Vielmehr ist es im Aikido sehr hilfreich, ein gutes Gespür zu haben und sich nicht zu sehr auf seine Muskeln zu verlassen, vielmehr elastisch und reaktionsfreudig zu sein, einzugehen auf das, was auf mich zukommt – alles Qualitäten, bei denen Mädchen und Frauen in der Regel im Vorteil sind.
Da sich aber viele Mädchen von den Jungs abschrecken lassen, die zu viel Ninjago Kids oder ähnliches geguckt haben und wie irre durch die Gegend treten (oft ohne zu wissen, was sie da eigentlich tun), wollte ich mich mit Aikido schon immer seit längerem ausschließlich an Mädchen richten – da bot dieser Projekttag eine willkommene Gelegenheit.
Eine kleine und feine Truppe traf da vergangenen Freitag in unserem Dojo in Offenbach zusammen, vier Mädchen aus der blauen Lerngruppe und zwei aus den grünen Lerngruppen. Wir haben praktisch den ganzen Vormittag, von 8.45 bis 12.45 Uhr, durchgehend trainiert, von einer kleinen Frühstückspause gegen 10 Uhr abgesehen. Die Begeisterung der Mädchen, ihre Bewegungsfreude, Neugier, Aufmerksamkeit und vor allem ihre Bereitschaft, sich auf das anspruchsvolle und bisweilen herausfordernde Training einzulassen, waren klasse und sehr inspirierend für mich. Und so konnten sie an diesem Vormittag vielfältige Aspekte des Aikidotrainings kennen lernen:
Nach einer kurzen Einführung in die Dojoetikette haben wir uns mit dem Boden angefreundet, in dem wir Grundlagen-ukemi geübt haben: Weich über die Seite zu Boden gleiten, auf dem Rücken die Seite wechseln und wieder aufstehen – zunächst im Sitzen, dann aus dem Stehen. Diese Übung gibt uns das Vertrauen, dass wir zu Boden gehen zu können, ohne uns weh zu tun. Damit können wir weicher und entspannter sein, als wir es beim Fallen von Natur aus erst mal sind.
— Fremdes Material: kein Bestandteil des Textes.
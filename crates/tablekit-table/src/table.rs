//! Composed table view: filter, then sort, then page.
//!
//! [`DataTable`] owns one [`FilterEngine`] and one [`SortEngine`] and applies
//! them to the same base collection. Filtering and sorting stay independent:
//! changing the sort never changes which records match, and changing the
//! filter never changes the sort state.

use serde::Serialize;
use tablekit_model::Record;

use crate::filter::FilterEngine;
use crate::sort::{SortConfig, SortDirection, SortEngine};

/// Rows per page when paging is enabled without an explicit size.
pub const DEFAULT_PAGE_SIZE: usize = 10;

/// Column metadata for a table.
#[derive(Debug, Clone, PartialEq, Eq, Serialize)]
pub struct Column {
    /// Record field the column reads.
    pub key: String,
    /// Header text.
    pub label: String,
    /// Whether clicking the header may sort by this column.
    pub sortable: bool,
    /// Whether the free-text filter inspects this column.
    pub searchable: bool,
}

impl Column {
    /// A sortable, searchable column whose label is its key.
    pub fn new(key: impl Into<String>) -> Self {
        let key = key.into();
        Self {
            label: key.clone(),
            key,
            sortable: true,
            searchable: true,
        }
    }

    #[must_use]
    pub fn label(mut self, label: impl Into<String>) -> Self {
        self.label = label.into();
        self
    }

    #[must_use]
    pub fn sortable(mut self, sortable: bool) -> Self {
        self.sortable = sortable;
        self
    }

    #[must_use]
    pub fn searchable(mut self, searchable: bool) -> Self {
        self.searchable = searchable;
        self
    }
}

/// Summary of the current table state against a collection.
#[derive(Debug, Clone, PartialEq, Serialize)]
pub struct TableView {
    /// Records in the base collection.
    pub total: usize,
    /// Records passing the filter.
    pub matched: usize,
    /// Zero-based current page.
    pub page: usize,
    pub page_count: usize,
    pub sort: Option<SortConfig>,
    pub filter_text: String,
}

/// Filter + sort + pagination over a caller-owned collection.
///
/// Columns declared with `sortable(false)` ignore
/// [`request_sort`](Self::request_sort); any other key sorts, and a key that
/// names no record field sorts every record as missing, keeping input order.
/// When columns are declared only searchable columns are inspected by the
/// filter, otherwise every field is searched.
#[derive(Debug, Clone)]
pub struct DataTable {
    columns: Vec<Column>,
    sort: SortEngine,
    filter: FilterEngine,
    page: usize,
    page_size: Option<usize>,
}

impl Default for DataTable {
    fn default() -> Self {
        Self::new(Vec::new())
    }
}

impl DataTable {
    /// Create a table over the given columns, paged at [`DEFAULT_PAGE_SIZE`].
    pub fn new(columns: Vec<Column>) -> Self {
        let mut filter = FilterEngine::new();
        if !columns.is_empty() {
            filter.set_fields(Some(
                columns
                    .iter()
                    .filter(|column| column.searchable)
                    .map(|column| column.key.clone())
                    .collect(),
            ));
        }
        Self {
            columns,
            sort: SortEngine::new(),
            filter,
            page: 0,
            page_size: Some(DEFAULT_PAGE_SIZE),
        }
    }

    /// Set the table-wide sortable flag.
    #[must_use]
    pub fn with_sortable(mut self, sortable: bool) -> Self {
        self.sort.set_sortable(sortable);
        self
    }

    /// Set rows per page; `None` shows every row on one page.
    ///
    /// A page size of zero is treated as `None`.
    #[must_use]
    pub fn with_page_size(mut self, page_size: Option<usize>) -> Self {
        self.set_page_size(page_size);
        self
    }

    pub fn set_page_size(&mut self, page_size: Option<usize>) {
        self.page_size = page_size.filter(|size| *size > 0);
        self.page = 0;
    }

    pub fn columns(&self) -> &[Column] {
        &self.columns
    }

    pub fn column(&self, key: &str) -> Option<&Column> {
        self.columns.iter().find(|column| column.key == key)
    }

    pub fn sort_engine(&self) -> &SortEngine {
        &self.sort
    }

    pub fn filter_engine(&self) -> &FilterEngine {
        &self.filter
    }

    pub fn sort_config(&self) -> Option<&SortConfig> {
        self.sort.sort_config()
    }

    pub fn filter_text(&self) -> &str {
        self.filter.filter_text()
    }

    /// Advance the sort cycle for `key`.
    ///
    /// Ignored for declared non-sortable columns.
    pub fn request_sort(&mut self, key: &str) -> Option<&SortConfig> {
        if self.column(key).is_some_and(|column| !column.sortable) {
            tracing::debug!(key, "column is not sortable");
            return self.sort.sort_config();
        }
        self.sort.request_sort(key)
    }

    /// Set the filter text and return to the first page.
    pub fn set_filter_text(&mut self, text: impl Into<String>) {
        self.filter.set_filter_text(text);
        self.page = 0;
    }

    /// Header text for a column, with the sort arrow when it is active.
    pub fn header_label(&self, column: &Column) -> String {
        match self.sort.direction_for(&column.key) {
            Some(direction) => format!("{} {}", column.label, direction.indicator()),
            None => column.label.clone(),
        }
    }

    /// Direction of the active sort on `key`, if any.
    pub fn direction_for(&self, key: &str) -> Option<SortDirection> {
        self.sort.direction_for(key)
    }

    /// Every matching record in display order (filter, then sort).
    pub fn rows<'a, R: Record>(&self, data: &'a [R]) -> Vec<&'a R> {
        self.sort.sort_view(self.filter.filtered(data))
    }

    /// Number of pages for `matched` rows. Always at least one.
    pub fn page_count(&self, matched: usize) -> usize {
        match self.page_size {
            Some(size) => matched.div_ceil(size).max(1),
            None => 1,
        }
    }

    /// Zero-based current page.
    pub fn page(&self) -> usize {
        self.page
    }

    pub fn page_size(&self) -> Option<usize> {
        self.page_size
    }

    /// Move to `page`, clamped to the last page for `matched` rows.
    pub fn set_page(&mut self, page: usize, matched: usize) {
        self.page = page.min(self.page_count(matched) - 1);
    }

    /// The current page of [`rows`](Self::rows).
    pub fn page_rows<'a, R: Record>(&self, data: &'a [R]) -> Vec<&'a R> {
        let rows = self.rows(data);
        let Some(size) = self.page_size else {
            return rows;
        };
        rows.into_iter().skip(self.page * size).take(size).collect()
    }

    /// Summarize the table state against `data`.
    pub fn view<R: Record>(&self, data: &[R]) -> TableView {
        let matched = self.filter.filtered(data).len();
        TableView {
            total: data.len(),
            matched,
            page: self.page,
            page_count: self.page_count(matched),
            sort: self.sort.sort_config().cloned(),
            filter_text: self.filter.filter_text().to_string(),
        }
    }
}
Im Knickspiel haben wir diese Erfahrung gleich umgesetzt und dabei gelernt, an welchen Körperstellen wir wie einwirken können, so dass der Partner unweigerlich zu Boden gehen muss – ohne Kraft oder gar Gewalt anzuwenden: Nämlich indem wir die Gelenke in ihrer spezifischen Beweglichkeit nutzen.
Im Nachhinein habe ich gemerkt, dass das Knickspiel das einzige richtige Spiel an diesem Vormittag war. Die Mädchen sind so ernsthaft ins Aikido eingetaucht, dass sie offenbar damit zufrieden waren, Aikido zu trainieren smile.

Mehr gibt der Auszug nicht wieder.